The difference between the ISO/FDIS 81060-3 and our proposal is the use of a standard sphygmomanometer, either auscultatory or oscillometric. Moreover, the accuracy of the long-term stability mainly involves direct BP monitoring. The volume clamp method in the operating room and ICU is the target of ISO/FDIS 81060-3. Even a comparison study involving direct BP monitoring for more than 10 days is a heavy burden on medical staff.

Moreover, the intra-correlation is used in the standard. This is reasonable and individuals have different daily activities. Without individual calibration, the intra-correlation coefficient is much more reliable than the standard statistics we used.

5.3 Dynamic response

A beat-to-beat evaluation can be conducted if a direct arterial BP monitor is used as a standard device. However, manufacturers need time and resources to conduct such evaluations. Additionally, several countries do not allow direct arterial BP monitoring in healthy individuals.

At present, if manufacturers would like to distribute a device for use in continuous clinical practice (e.g., for nocturnal BP monitoring and BP monitoring during anesthesia), they must perform a comparison study with direct arterial BP monitoring. Another option involves the use of the volume clamp method as a standard, in accordance with ISO/FDIS 81060-3 Noninvasive Sphygmomanometers-Part 3: Clinical Investigation of the Continuous Automated Measurement Type. Therefore, the definition of a beat-to-beat evaluation in the proposed procedure was difficult, and further discussions of beat-to-beat evaluations are needed. New ideas for standardization protocols must be considered for the evaluation of dynamic changes.

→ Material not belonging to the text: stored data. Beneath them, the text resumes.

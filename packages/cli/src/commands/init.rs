use crate::config::{Config, DEFAULT_CONFIG_NAME};
use anyhow::Result;
use clap::Args;
use colored::Colorize;
use mailcraft_editor::{JsonFileStore, SavedDocument};
use mailcraft_model::{BlockKind, EditorState, SequentialIdGenerator};
use std::path::PathBuf;

/// Blocks of the starter newsletter
const STARTER_LAYOUT: [BlockKind; 4] =
    [BlockKind::Hero, BlockKind::Text, BlockKind::Button, BlockKind::Footer];

#[derive(Debug, Args)]
pub struct InitArgs {
    /// Newsletter document to create
    #[arg(short, long, default_value = "newsletter.json")]
    pub document: String,

    /// Use sequential ids seeded from the document path
    #[arg(long)]
    pub sequential: bool,

    /// Use sequential ids with this prefix
    #[arg(long, conflicts_with = "sequential")]
    pub id_prefix: Option<String>,

    /// Start from an empty document instead of the starter layout
    #[arg(long)]
    pub blank: bool,

    /// Force overwrite existing config
    #[arg(short, long)]
    pub force: bool,
}

pub fn init(args: InitArgs, cwd: &str) -> Result<()> {
    let config_path = PathBuf::from(cwd).join(DEFAULT_CONFIG_NAME);

    if config_path.exists() && !args.force {
        println!(
            "{} {} already exists",
            "⚠️".yellow(),
            DEFAULT_CONFIG_NAME.bright_white()
        );
        println!("Use --force to overwrite");
        return Ok(());
    }

    println!("{}", "📝 Initializing Mailcraft project...".bright_blue().bold());

    let id_prefix = match (args.id_prefix, args.sequential) {
        (Some(prefix), _) => Some(prefix),
        (None, true) => {
            Some(SequentialIdGenerator::for_document(&args.document).seed().to_string())
        }
        (None, false) => None,
    };

    let config = Config {
        document: args.document.clone(),
        id_prefix,
        ..Config::default()
    };
    config.save(cwd)?;
    println!("  {} Created {}", "✓".green(), DEFAULT_CONFIG_NAME);

    let store = JsonFileStore::new(config.document_path(cwd, None));
    if store.exists() && !args.force {
        println!("  {} Kept existing {}", "•".dimmed(), args.document);
    } else {
        let state = EditorState::new().with_global_style(config.global_style.clone());
        let mut factory = config.factory_for(&state);
        let blocks = if args.blank {
            Vec::new()
        } else {
            STARTER_LAYOUT.iter().map(|kind| factory.create(*kind)).collect()
        };

        store.write(&SavedDocument {
            blocks,
            global_style: state.global_style,
        })?;
        println!("  {} Created {}", "✓".green(), args.document);
    }

    println!();
    println!("{}", "✅ Project initialized!".green().bold());
    println!();
    println!("Next steps:");
    println!("  1. Run: mailcraft show");
    println!("  2. Run: mailcraft add image --after <id>");

    Ok(())
}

5.4 Regulation of medical devices

From a regulatory point of view, new devices must be highly precise. Embedded devices and medical software are used to avoid misdiagnoses [73, 74]. Regarding the regulatory framework, guidance on the predetermined methods through which software learns over time is required, as is a patient-centered approach. Medical device operation must be clear to patients, and improved machine-learning algorithms and real-world performance-monitoring methods are needed. In the era of the COVID-19 pandemic, new medical device regulation is more important than addressing errors of approved devices [75]. Medical professionals should exercise caution when recommending over-the-counter medical devices care. Regulatory issues require further debate.

6 Conclusion

We proposed a protocol for evaluating the static accuracy and long-term stability of the CL-BP monitoring system. Due to experimental protocols, we were unable to perform a comparative study to evaluate the dynamic response. Our long-term validation study involving 15 participants did not meet the minimal validation criteria. Our revised proposal includes a new evaluation process for long-term stability assessments. Our study population size of 15 was small, but our results provide a roadmap for popularizing cuffless blood pressure monitors for screening purposes, and potentially other over-the-counter healthcare devices. Collectively, our findings will promote the formulation of a new standard.